Look des managers : l'habit fait-il le boss ?
13. 3. 2024
4 min.
De la décontraction des boss de la tech à l’élégance de ceux de la finance, le look des managers est un outil de communication. Mais attention, si esthétique rime avec éthique, soigner son apparence ne garantit pas un style de management exemplaire.
Depuis les années 2000, beaucoup de dirigeants ont fait tomber la chemise. Plus besoin d’être engoncé dans un costume-cravate pour renvoyer une image d’autorité. Si le déclin du costume est sans précédent (les ventes ont chuté de 58 % entre 2011 et 2019), le choix du look reste toujours aussi important. Baskets blanches ou chaussures en cuir cirées ? Tenue décontractée ou stricte ? La coupe de votre pantalon ou les motifs sur votre cravate renvoient un message à vos collaborateurs. Décryptage avec Florence Abitbol et Aloïs Guinut.
Être ou paraître ?
Le look peut jouer un rôle important dans la façon dont un ou une boss est perçu. Des vêtements bien ajustés et des couleurs harmonieuses véhiculent a priori une image de confiance, de compétence et de sérieux. Et ça marche dans l’autre sens ! Un « fashion faux pas » peut ternir votre image professionnelle et nuire à votre crédibilité. « Quand quelqu’un gère 500 personnes, et qu’il coordonne mal son pantalon avec sa chemise, les gens peuvent se permettre de se moquer et, in fine, de sous-estimer ses compétences », affirme la conseillère en image Aloïs Guinut.

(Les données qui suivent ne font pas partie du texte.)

//! Core types for the streaming engine

use serde::{Deserialize, Serialize};
use std::time::Duration;
use uuid::Uuid;

/// Unique identifier for a streaming session
#[derive(Debug, Clone, Copy, PartialEq, Eq, Hash, Serialize, Deserialize)]
pub struct SessionId(pub Uuid);

impl SessionId {
    pub fn new() -> Self {
        Self(Uuid::new_v4())
    }
}

impl Default for SessionId {
    fn default() -> Self {
        Self::new()
    }
}

impl std::fmt::Display for SessionId {
    fn fmt(&self, f: &mut std::fmt::Formatter<'_>) -> std::fmt::Result {
        write!(f, "{}", self.0)
    }
}

/// A single rung of the quality ladder.
///
/// The engine holds these sorted ascending by bitrate; index 0 is the
/// always-available lowest-quality fallback.
#[derive(Debug, Clone, PartialEq, Serialize, Deserialize)]
pub struct QualityLevel {
    /// Bitrate in bits per second
    pub bitrate: u64,
    /// Frame width in pixels
    pub width: u32,
    /// Frame height in pixels
    pub height: u32,
    /// Frames per second
    pub frame_rate: f32,
    /// Codec string (e.g. "avc1.640028")
    pub codec: String,
}

impl QualityLevel {
    pub fn new(bitrate: u64, width: u32, height: u32) -> Self {
        Self {
            bitrate,
            width,
            height,
            frame_rate: 30.0,
            codec: "avc1.640028".to_string(),
        }
    }

    /// Returns quality tier name
    pub fn quality_name(&self) -> &'static str {
        match self.height {
            0..=240 => "240p",
            241..=360 => "360p",
            361..=480 => "480p",
            481..=720 => "720p",
            721..=1080 => "1080p",
            1081..=1440 => "1440p",
            _ => "4K",
        }
    }
}

/// Device-side limits applied as the last ABR stage
#[derive(Debug, Clone, Copy, PartialEq, Serialize, Deserialize)]
pub struct DeviceConstraints {
    /// Viewport width in CSS pixels
    pub viewport_width: u32,
    /// Viewport height in CSS pixels
    pub viewport_height: u32,
    /// Device pixel ratio
    pub pixel_ratio: f64,
    /// Low-power signal (battery saver, thermal throttling)
    pub low_power: bool,
}

impl DeviceConstraints {
    const LOW_POWER_MAX_HEIGHT: u32 = 720;

    /// Maximum useful frame height for this device
    pub fn max_height(&self) -> u32 {
        let physical = (self.viewport_height as f64 * self.pixel_ratio) as u32;
        if self.low_power {
            physical.min(Self::LOW_POWER_MAX_HEIGHT)
        } else {
            physical
        }
    }
}

/// Connection quality tier derived from the current bandwidth estimate.
///
/// Drives the adaptive per-request timeout: fast links fail fast, slow
/// links get room to finish.
#[derive(Debug, Clone, Copy, PartialEq, Eq, Serialize, Deserialize)]
pub enum ConnectionQuality {
    Excellent,
    Good,
    Moderate,
    Poor,
}

impl ConnectionQuality {
    /// Classify a bandwidth estimate in bits per second
    pub fn from_bandwidth(bits_per_sec: u64) -> Self {
        match bits_per_sec {
            bps if bps >= 10_000_000 => ConnectionQuality::Excellent,
            bps if bps >= 3_000_000 => ConnectionQuality::Good,
            bps if bps >= 1_000_000 => ConnectionQuality::Moderate,
            _ => ConnectionQuality::Poor,
        }
    }

    /// Per-request timeout for this tier
    pub fn request_timeout(&self) -> Duration {
        match self {
            ConnectionQuality::Excellent => Duration::from_secs(5),
            ConnectionQuality::Good => Duration::from_secs(10),
            ConnectionQuality::Moderate => Duration::from_secs(20),
            ConnectionQuality::Poor => Duration::from_secs(30),
        }
    }
}

/// A downloaded (playable) span of the media timeline, in seconds
#[derive(Debug, Clone, Copy, PartialEq, Serialize, Deserialize)]
pub struct TimeRange {
    pub start: f64,
    pub end: f64,
}

impl TimeRange {
    pub fn new(start: f64, end: f64) -> Self {
        Self { start, end }
    }

    pub fn duration(&self) -> f64 {
        (self.end - self.start).max(0.0)
    }

    pub fn contains(&self, time: f64) -> bool {
        time >= self.start && time < self.end
    }
}

/// A gap between downloaded ranges
#[derive(Debug, Clone, Copy, PartialEq, Serialize, Deserialize)]
pub struct BufferHole {
    pub start: f64,
    pub end: f64,
}

impl BufferHole {
    pub fn duration(&self) -> f64 {
        (self.end - self.start).max(0.0)
    }
}

/// Discrete buffer health classification
#[derive(Debug, Clone, Copy, PartialEq, Eq, Hash, Serialize, Deserialize)]
#[serde(rename_all = "snake_case")]
pub enum BufferHealth {
    Critical,
    Low,
    Fragmented,
    Good,
    Excellent,
}

impl std::fmt::Display for BufferHealth {
    fn fmt(&self, f: &mut std::fmt::Formatter<'_>) -> std::fmt::Result {
        match self {
            BufferHealth::Critical => write!(f, "critical"),
            BufferHealth::Low => write!(f, "low"),
            BufferHealth::Fragmented => write!(f, "fragmented"),
            BufferHealth::Good => write!(f, "good"),
            BufferHealth::Excellent => write!(f, "excellent"),
        }
    }
}

/// A point on the globe, for edge-distance scoring
#[derive(Debug, Clone, Copy, PartialEq, Serialize, Deserialize)]
pub struct GeoPoint {
    pub lat: f64,
    pub lon: f64,
}

impl GeoPoint {
    pub fn new(lat: f64, lon: f64) -> Self {
        Self { lat, lon }
    }
}

/// Session quality metrics
#[derive(Debug, Clone, Default, Serialize, Deserialize)]
pub struct QualityMetrics {
    /// Bitrate of the currently selected level in bps
    pub current_bitrate: u64,
    /// Most recent buffer level in seconds
    pub buffer_level: f64,
    /// Number of playback stalls
    pub stall_count: u32,
    /// Total time spent stalled in seconds
    pub stall_duration: f64,
    /// Number of quality switches
    pub quality_switches: u32,
    /// Current bandwidth estimate in bps
    pub average_throughput: u64,
}

impl QualityMetrics {
    /// Calculate Quality of Experience score (0-100)
    pub fn qoe_score(&self) -> f64 {
        let bitrate_score = match self.current_bitrate {
            b if b >= 5_000_000 => 100.0,
            b if b >= 2_500_000 => 80.0,
            b if b >= 1_000_000 => 60.0,
            _ => 40.0,
        };

        // Stalls dominate perceived quality
        let stall_penalty = (self.stall_count as f64 * 10.0 + self.stall_duration * 5.0).min(50.0);
        let switch_penalty = (self.quality_switches as f64 * 2.0).min(20.0);

        (bitrate_score - stall_penalty - switch_penalty).clamp(0.0, 100.0)
    }
}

Toutefois, il faut rester prudent. Tout miser sur le style ne suffit pas à incarner les valeurs que l’on défend. Florence Abitbol, doctorante en esthétique et sciences de l’art, souligne que « derrière un look très cool peut se cacher une autre réalité ». Sophia Amoruso, fondatrice de Nasty Gal et autrice de Girlboss, illustre ce décalage. Elle portait des pièces vintage tout droit venues des seventies avec des couleurs chaudes, vibrantes et chaleureuses… ce qui ne l’empêchait pas d’exercer un management bien toxique. « Il ne faut pas confondre éthique et esthétique », souligne la doctorante. S’habiller reste un jeu qui permet de choisir soi-même les cordes sensibles que l’on veut faire vibrer chez l’autre.
Même s’il n’y a pas de lien avéré entre style vestimentaire et style managérial, le vêtement reste un outil de communication… Que ce soit pour se conformer ou se distinguer, préférer un vêtement à un autre n’est pas un choix sans conséquences. « Pour les hommes qui ont des boîtes de software, il est important qu’ils ne ressemblent pas au nerd qui sort de sa grotte. En général, ceux qui viennent me voir sont des CEO qui ont l’impression qu’ils ne représentent pas assez bien leurs entreprises », relève Aloïs. Souvent à leur dépens, les leaders comprennent que le look est avant tout un symbole. Alors, dans ce langage de l’apparence, quelles pièces font leur effet ?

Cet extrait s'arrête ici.